Because the European Union (EU) institutions are an important donor of ODA, we’ve decided to analyse its aid to health as an independent funding body from the Member States. To avoid any double reporting of the Member States contributions to the development funds managed by the EU, we won’t be comparing the volumes but rather the modalities.

The European Union institutions have granted €827 million and €961 million of DAH (Development Assistance for Health) in 2015 and 2016 respectively. As indicated in our methodology, we are not including general budget support in our calculations as the share of health is difficult to determine accurately. It is important to mention however that given the amount invested by the EU institutions as assistance through general budget support, the inclusion of budget support would impact final conclusions.


The EU institutions are singular in the development aid scene since they are both a recipient and a donor.

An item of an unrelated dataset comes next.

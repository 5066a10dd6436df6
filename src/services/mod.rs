pub mod reassignment;
pub mod user_service;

The EU never reported any equity investment nor loans as ODA for health, meaning that 100% of its financing is composed of grants.

Because the European Union does not have a GNI per say, but rather uses a compilation of its Member States’ GNIs, we have chosen to look at the share of health in EU ODA rather than how much of its GNI EU allocates to DAH.

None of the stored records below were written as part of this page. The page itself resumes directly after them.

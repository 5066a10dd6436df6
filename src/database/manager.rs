use sqlx::{postgres::PgPoolOptions, PgPool};
use std::sync::Arc;
use std::time::Duration;
use thiserror::Error;
use tokio::sync::RwLock;
use tracing::info;

/// Errors from the record store layer
#[derive(Debug, Error)]
pub enum StoreError {
    #[error("Missing configuration: {0}")]
    ConfigMissing(&'static str),

    #[error("Not found: {0}")]
    NotFound(String),

    #[error(transparent)]
    Sqlx(#[from] sqlx::Error),
}

/// Centralized connection pool manager for the registry database
pub struct DatabaseManager {
    pool: Arc<RwLock<Option<PgPool>>>,
}

impl DatabaseManager {
    fn instance() -> &'static DatabaseManager {
        use std::sync::OnceLock;
        static INSTANCE: OnceLock<DatabaseManager> = OnceLock::new();
        INSTANCE.get_or_init(|| DatabaseManager {
            pool: Arc::new(RwLock::new(None)),
        })
    }

    /// Get the shared registry database pool
    pub async fn pool() -> Result<PgPool, StoreError> {
        Self::instance().get_pool().await
    }

    /// Get existing pool or create one lazily from DATABASE_URL
    async fn get_pool(&self) -> Result<PgPool, StoreError> {
        // Fast path: try read lock
        {
            let pool = self.pool.read().await;
            if let Some(pool) = pool.as_ref() {
                return Ok(pool.clone());
            }
        }

        let url = std::env::var("DATABASE_URL")
            .map_err(|_| StoreError::ConfigMissing("DATABASE_URL"))?;

        let db_config = &crate::config::config().database;
        let pool = PgPoolOptions::new()
            .max_connections(db_config.max_connections)
            .acquire_timeout(Duration::from_secs(db_config.connection_timeout_secs))
            .connect(&url)
            .await?;

        {
            let mut slot = self.pool.write().await;
            *slot = Some(pool.clone());
        }

        info!("Created database pool ({} max connections)", db_config.max_connections);
        Ok(pool)
    }

    /// Pings the pool to ensure connectivity
    pub async fn health_check() -> Result<(), StoreError> {
        let pool = Self::pool().await?;
        sqlx::query("SELECT 1").execute(&pool).await?;
        Ok(())
    }

    /// Close and drop the pool (e.g., on shutdown)
    pub async fn close() {
        let manager = Self::instance();
        let mut slot = manager.pool.write().await;
        if let Some(pool) = slot.take() {
            pool.close().await;
            info!("Closed database pool");
        }
    }
}
//! Orchestration for the user record endpoints: field validation, transaction
//! handling, and the plain-update vs reassignment split for batch updates.

use std::collections::HashMap;

use chrono::Utc;
use serde::Deserialize;
use sqlx::PgPool;
use uuid::Uuid;

use crate::database::manager::DatabaseManager;
use crate::database::models::user::User;
use crate::database::user_store::{self, DeleteTarget, UserColumnUpdate, UserFilter};
use crate::error::ApiError;
use crate::services::reassignment;
use crate::validate::{is_valid_mobile, is_valid_pan, normalize_mobile};

const CREATE_FAILED: &str = "An error occurred while creating the user.";
const GET_FAILED: &str = "An error occurred while retrieving users.";
const DELETE_FAILED: &str = "An error occurred while deleting the user.";
const UPDATE_FAILED: &str = "An error occurred while updating users.";

#[derive(Debug, Default, Deserialize)]
pub struct CreateUserInput {
    pub full_name: Option<String>,
    pub mob_num: Option<String>,
    pub pan_num: Option<String>,
    pub manager_id: Option<String>,
}

#[derive(Debug, Default, Deserialize)]
pub struct GetUsersInput {
    pub user_id: Option<String>,
    pub mob_num: Option<String>,
    pub manager_id: Option<String>,
}

#[derive(Debug, Default, Deserialize)]
pub struct DeleteUserInput {
    pub user_id: Option<String>,
    pub mob_num: Option<String>,
}

#[derive(Debug, Default, Deserialize)]
pub struct UpdateUsersInput {
    pub user_ids: Option<Vec<String>>,
    pub update_data: Option<HashMap<String, UserFieldUpdate>>,
}

/// Per-user fields in a batch update. Absent fields are left untouched.
#[derive(Debug, Clone, Default, Deserialize)]
pub struct UserFieldUpdate {
    pub full_name: Option<String>,
    pub mob_num: Option<String>,
    pub pan_num: Option<String>,
    pub manager_id: Option<String>,
}

/// Result of a batch update: ids that were not found and therefore skipped.
#[derive(Debug, Default)]
pub struct BatchUpdateReport {
    pub skipped_users: Vec<String>,
}

pub struct UserService {
    pool: PgPool,
}

impl UserService {
    pub async fn new() -> Result<Self, ApiError> {
        let pool = DatabaseManager::pool().await.map_err(|err| {
            tracing::error!("Failed to connect to the store: {}", err);
            ApiError::internal_server_error("Failed to connect to the database.")
        })?;
        Ok(Self { pool })
    }

    /// Creates an active user row, optionally under a validated manager.
    /// Returns the generated user id.
    pub async fn create_user(&self, input: CreateUserInput) -> Result<String, ApiError> {
        let full_name = input.full_name.unwrap_or_default().trim().to_string();
        if full_name.is_empty() {
            return Err(ApiError::bad_request("Full name is required."));
        }
        let mob_num = validated_mobile(&input.mob_num.unwrap_or_default())?;
        let pan_num = validated_pan(&input.pan_num.unwrap_or_default())?;
        let manager_id = input.manager_id.filter(|m| !m.is_empty());

        let mut tx = self
            .pool
            .begin()
            .await
            .map_err(|e| ApiError::from_store(e.into(), CREATE_FAILED))?;

        if let Some(manager_id) = &manager_id {
            let known = user_store::manager_exists(&mut tx, manager_id)
                .await
                .map_err(|e| ApiError::from_store(e, CREATE_FAILED))?;
            if !known {
                return Err(ApiError::bad_request("Invalid manager ID."));
            }
        }

        let user = User {
            user_id: Uuid::new_v4().to_string(),
            full_name,
            mob_num,
            pan_num,
            manager_id,
            created_at: Utc::now(),
            updated_at: None,
            is_active: true,
        };
        user_store::insert_user(&mut tx, &user)
            .await
            .map_err(|e| ApiError::from_store(e, CREATE_FAILED))?;
        tx.commit()
            .await
            .map_err(|e| ApiError::from_store(e.into(), CREATE_FAILED))?;

        Ok(user.user_id)
    }

    /// Lists users matching the filter; no filter returns everything,
    /// history rows included.
    pub async fn get_users(&self, input: GetUsersInput) -> Result<Vec<User>, ApiError> {
        let filter = filter_from(input);
        let mut conn = self
            .pool
            .acquire()
            .await
            .map_err(|e| ApiError::from_store(e.into(), GET_FAILED))?;
        user_store::find_users(&mut conn, &filter)
            .await
            .map_err(|e| ApiError::from_store(e, GET_FAILED))
    }

    /// Deletes all rows matching the target, history included.
    pub async fn delete_user(&self, input: DeleteUserInput) -> Result<(), ApiError> {
        let target = delete_target_from(input)?;

        let mut tx = self
            .pool
            .begin()
            .await
            .map_err(|e| ApiError::from_store(e.into(), DELETE_FAILED))?;
        let deleted = user_store::delete_users(&mut tx, &target)
            .await
            .map_err(|e| ApiError::from_store(e, DELETE_FAILED))?;
        tx.commit()
            .await
            .map_err(|e| ApiError::from_store(e.into(), DELETE_FAILED))?;

        if deleted == 0 {
            return Err(ApiError::not_found("User not found."));
        }
        Ok(())
    }

    /// Batch update. Unknown ids are collected as skipped; any invalid field
    /// on a found user aborts the whole request. Everything runs in one
    /// transaction committed at the end, so an abort rolls back every update
    /// already applied in the loop.
    pub async fn update_users(
        &self,
        input: UpdateUsersInput,
    ) -> Result<BatchUpdateReport, ApiError> {
        let (user_ids, update_data) = validate_batch_request(input)?;

        let mut tx = self
            .pool
            .begin()
            .await
            .map_err(|e| ApiError::from_store(e.into(), UPDATE_FAILED))?;

        let mut existing = Vec::new();
        let mut skipped = Vec::new();
        for user_id in &user_ids {
            let found = user_store::user_exists(&mut tx, user_id)
                .await
                .map_err(|e| ApiError::from_store(e, UPDATE_FAILED))?;
            if found {
                existing.push(user_id.clone());
            } else {
                skipped.push(user_id.clone());
            }
        }

        for user_id in &existing {
            let Some(fields) = update_data.get(user_id) else {
                continue;
            };
            let plan = validate_field_update(fields)?;

            if let Some(manager_id) = &plan.manager_id {
                let known = user_store::manager_exists(&mut tx, manager_id)
                    .await
                    .map_err(|e| ApiError::from_store(e, UPDATE_FAILED))?;
                if !known {
                    return Err(ApiError::bad_request("Invalid manager ID."));
                }
            }

            // Plain columns land on the active row first so a fork clones the
            // updated values.
            if !plan.columns.is_empty() {
                user_store::update_active_columns(&mut tx, user_id, &plan.columns, Utc::now())
                    .await
                    .map_err(|e| ApiError::from_store(e, UPDATE_FAILED))?;
            }
            if let Some(manager_id) = &plan.manager_id {
                reassignment::reassign(&mut tx, user_id, manager_id)
                    .await
                    .map_err(|e| ApiError::from_store(e, UPDATE_FAILED))?;
            }
        }

        tx.commit()
            .await
            .map_err(|e| ApiError::from_store(e.into(), UPDATE_FAILED))?;

        Ok(BatchUpdateReport {
            skipped_users: skipped,
        })
    }
}

fn validated_mobile(raw: &str) -> Result<String, ApiError> {
    let mob_num = normalize_mobile(raw);
    if !is_valid_mobile(&mob_num) {
        return Err(ApiError::bad_request("Invalid mobile number."));
    }
    Ok(mob_num)
}

fn validated_pan(raw: &str) -> Result<String, ApiError> {
    let pan_num = raw.trim().to_uppercase();
    if !is_valid_pan(&pan_num) {
        return Err(ApiError::bad_request("Invalid PAN number."));
    }
    Ok(pan_num)
}

/// Filter precedence: user_id, then mob_num, then manager_id.
fn filter_from(input: GetUsersInput) -> UserFilter {
    if let Some(user_id) = input.user_id {
        UserFilter::ById(user_id)
    } else if let Some(mob_num) = input.mob_num {
        UserFilter::ByMobile(mob_num)
    } else if let Some(manager_id) = input.manager_id {
        UserFilter::ByManager(manager_id)
    } else {
        UserFilter::All
    }
}

fn delete_target_from(input: DeleteUserInput) -> Result<DeleteTarget, ApiError> {
    if let Some(user_id) = input.user_id.filter(|s| !s.is_empty()) {
        Ok(DeleteTarget::ById(user_id))
    } else if let Some(mob_num) = input.mob_num.filter(|s| !s.is_empty()) {
        Ok(DeleteTarget::ByMobile(mob_num))
    } else {
        Err(ApiError::bad_request(
            "Either user_id or mob_num is required.",
        ))
    }
}

type BatchRequest = (Vec<String>, HashMap<String, UserFieldUpdate>);

fn validate_batch_request(input: UpdateUsersInput) -> Result<BatchRequest, ApiError> {
    let user_ids = input.user_ids.unwrap_or_default();
    let update_data = input.update_data.unwrap_or_default();

    if user_ids.is_empty() || update_data.is_empty() {
        return Err(ApiError::bad_request(
            "Both user_ids and update_data are required.",
        ));
    }
    if user_ids.len() != update_data.len() {
        return Err(ApiError::bad_request(
            "The number of user_ids and update_data items should be the same.",
        ));
    }
    Ok((user_ids, update_data))
}

/// A validated per-user update: normalized plain columns plus an optional
/// manager reassignment.
#[derive(Debug, Default)]
struct ValidatedUpdate {
    columns: UserColumnUpdate,
    manager_id: Option<String>,
}

fn validate_field_update(fields: &UserFieldUpdate) -> Result<ValidatedUpdate, ApiError> {
    let mut columns = UserColumnUpdate::default();

    if let Some(raw) = &fields.full_name {
        let full_name = raw.trim().to_string();
        if full_name.is_empty() {
            return Err(ApiError::bad_request("Full name cannot be empty."));
        }
        columns.full_name = Some(full_name);
    }
    if let Some(raw) = &fields.mob_num {
        columns.mob_num = Some(validated_mobile(raw)?);
    }
    if let Some(raw) = &fields.pan_num {
        columns.pan_num = Some(validated_pan(raw)?);
    }
    let manager_id = fields.manager_id.clone().filter(|m| !m.is_empty());

    Ok(ValidatedUpdate {
        columns,
        manager_id,
    })
}

#[cfg(test)]
mod tests {
    use super::*;

    #[test]
    fn filter_precedence_is_id_mobile_manager() {
        let filter = filter_from(GetUsersInput {
            user_id: Some("u1".into()),
            mob_num: Some("9876543210".into()),
            manager_id: Some("m1".into()),
        });
        assert_eq!(filter, UserFilter::ById("u1".into()));

        let filter = filter_from(GetUsersInput {
            user_id: None,
            mob_num: Some("9876543210".into()),
            manager_id: Some("m1".into()),
        });
        assert_eq!(filter, UserFilter::ByMobile("9876543210".into()));

        let filter = filter_from(GetUsersInput {
            user_id: None,
            mob_num: None,
            manager_id: Some("m1".into()),
        });
        assert_eq!(filter, UserFilter::ByManager("m1".into()));

        assert_eq!(filter_from(GetUsersInput::default()), UserFilter::All);
    }

    #[test]
    fn delete_requires_an_identifier() {
        let err = delete_target_from(DeleteUserInput::default()).unwrap_err();
        assert_eq!(err.status_code(), 400);
        assert_eq!(err.message(), "Either user_id or mob_num is required.");

        // Empty strings count as missing
        let err = delete_target_from(DeleteUserInput {
            user_id: Some(String::new()),
            mob_num: Some(String::new()),
        })
        .unwrap_err();
        assert_eq!(err.status_code(), 400);
    }

    #[test]
    fn delete_prefers_user_id() {
        let target = delete_target_from(DeleteUserInput {
            user_id: Some("u1".into()),
            mob_num: Some("9876543210".into()),
        })
        .unwrap();
        assert_eq!(target, DeleteTarget::ById("u1".into()));
    }

    #[test]
    fn batch_request_requires_both_fields() {
        let err = validate_batch_request(UpdateUsersInput::default()).unwrap_err();
        assert_eq!(err.message(), "Both user_ids and update_data are required.");

        let err = validate_batch_request(UpdateUsersInput {
            user_ids: Some(vec!["u1".into()]),
            update_data: None,
        })
        .unwrap_err();
        assert_eq!(err.message(), "Both user_ids and update_data are required.");
    }

    #[test]
    fn batch_request_requires_matching_lengths() {
        let mut update_data = HashMap::new();
        update_data.insert("u1".to_string(), UserFieldUpdate::default());

        let err = validate_batch_request(UpdateUsersInput {
            user_ids: Some(vec!["u1".into(), "u2".into()]),
            update_data: Some(update_data),
        })
        .unwrap_err();
        assert_eq!(
            err.message(),
            "The number of user_ids and update_data items should be the same."
        );
    }

    #[test]
    fn invalid_mobile_aborts_with_exact_message() {
        let fields = UserFieldUpdate {
            mob_num: Some("12345".into()),
            ..Default::default()
        };
        let err = validate_field_update(&fields).unwrap_err();
        assert_eq!(err.status_code(), 400);
        assert_eq!(err.message(), "Invalid mobile number.");
    }

    #[test]
    fn invalid_pan_aborts_with_exact_message() {
        let fields = UserFieldUpdate {
            pan_num: Some("NOTAPAN".into()),
            ..Default::default()
        };
        let err = validate_field_update(&fields).unwrap_err();
        assert_eq!(err.message(), "Invalid PAN number.");
    }

    #[test]
    fn empty_full_name_is_rejected() {
        let fields = UserFieldUpdate {
            full_name: Some("   ".into()),
            ..Default::default()
        };
        let err = validate_field_update(&fields).unwrap_err();
        assert_eq!(err.message(), "Full name cannot be empty.");
    }

    #[test]
    fn field_update_normalizes_values() {
        let fields = UserFieldUpdate {
            full_name: Some("  Priya Sharma  ".into()),
            mob_num: Some("+919876543210".into()),
            pan_num: Some("abcde1234f".into()),
            manager_id: Some("mgr-1".into()),
        };
        let plan = validate_field_update(&fields).unwrap();
        assert_eq!(plan.columns.full_name.as_deref(), Some("Priya Sharma"));
        assert_eq!(plan.columns.mob_num.as_deref(), Some("9876543210"));
        assert_eq!(plan.columns.pan_num.as_deref(), Some("ABCDE1234F"));
        assert_eq!(plan.manager_id.as_deref(), Some("mgr-1"));
    }

    #[test]
    fn absent_fields_touch_nothing() {
        let plan = validate_field_update(&UserFieldUpdate::default()).unwrap();
        assert!(plan.columns.is_empty());
        assert!(plan.manager_id.is_none());
    }
}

This graph shows a slight decrease in the share of ODA allocated to health between 2015 (8.7%) and 2016 (8,2%), which is interesting to note knowing the fact that in terms of volume, DAH actually increased between 2015 and 2016.

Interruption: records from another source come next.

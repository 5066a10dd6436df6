use chrono::{DateTime, Utc};
use serde::{Deserialize, Serialize};
use sqlx::FromRow;

/// One row of the `users` table. A logical person is represented by a lineage
/// of rows sharing identity fields: at most one row per lineage is active at a
/// time, and inactive rows are immutable manager-assignment history.
#[derive(Debug, Clone, Serialize, Deserialize, FromRow)]
pub struct User {
    pub user_id: String,
    pub full_name: String,
    pub mob_num: String,
    pub pan_num: String,
    pub manager_id: Option<String>,
    pub created_at: DateTime<Utc>,
    pub updated_at: Option<DateTime<Utc>>,
    pub is_active: bool,
}

/// Existence-only row of the `managers` lookup table.
#[derive(Debug, Clone, Serialize, Deserialize, FromRow)]
pub struct Manager {
    pub manager_id: String,
}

This means that the increase in volume of DAH was not as ambitious as the increase of ODA and actually represents a decrease in terms of how much ODA is targeted towards health. 

In 2016, the EU contributed to multilateral organizations for health up to 25% of total DAH, although the only contribution was towards the Global Fund to Fight AIDS, Tuberculosis and Malaria. 

 The EU used to report Gavi as a bilateral project in the CRS, which we consider as inaccurate. Moreover the 2015 contribution to Gavi was reported under a wrong channel and code, which makes the tracking of those outflows difficult.




In 2014, only 46.6% of its DAH was untied and 77.6 in 2015.

To Whom?

Since the CRS database does not allow providing multiple recipients for one activity, all the multi-countries or multi-regions projects are reported as “unspecified”.

Therefore we could not allocate 8% of the amount in 2016 to a specific country or income group.

In terms of income groups, the EU institutions are targeting the poorest countries. It provided 85% of its bilateral DAH to low-income and lower-middle-income countries on average for 2014-2016 (respectively 49% and 36% in 2016).

As a consequence, upper-middle-income countries received 7% of DAH on average for 2014-2016.

The implementers of the EU bilateral DAH are mainly civil society, the UN organisations and the public sector.

It should be underlined that the EU institutions are financing public-private partnerships up to €9 million in 2016, even if it represented a small share of the total DAH (less than 1%). Those PPPs are nearly all being implemented in Sub-Saharan Africa.

What for?

Our methodology is proposing an alternative classification to the CRS purpose codes. We’ve tried to classify the health projects according to the SDGs as an attempt to suggest different codes than those proposed by the Working Party on Development Finance Statistics and to produce more detailed information. As mentioned in the methodology, this report is made for food for thought and to trigger the discussions on improving the accuracy of ODA for health.

The EU institutions are mainly financing support to health systems. Since the Global Fund is the main multilateral organisation financed by the EU institutions, the fight against epidemics is logically the sector that is the most financed with multilateral outflows.

Although the EU is also providing substantial bilateral funding to the fight against the three pandemics which complements global health initiatives, the majority was specifically allocated to the fight against other communicable diseases and to the fight against HIV/AIDS in 2016.

The EU institutions are also considerably financing nutrition, which was the second main recipient sub-category in 2014, 2015 and 2016 on average.  

It’s worth noting that specific issues such as non-communicable diseases, neglected tropical diseases or family planning are basically under-funded, each receiving less than to €2 million per year.


In this project, we have tried to assess to what extent each donor is contributing to Universal Health Coverage (UHC) taking into account the difficulty to formulate an extensive procedure to determine what is UHC and what is not.
So far, we could only claim that 16% of the projects of the EU institutions on average for 2014-2016 are contributing to UHC as a principle objective, mainly due to a lack of detailed information provided through the CRS.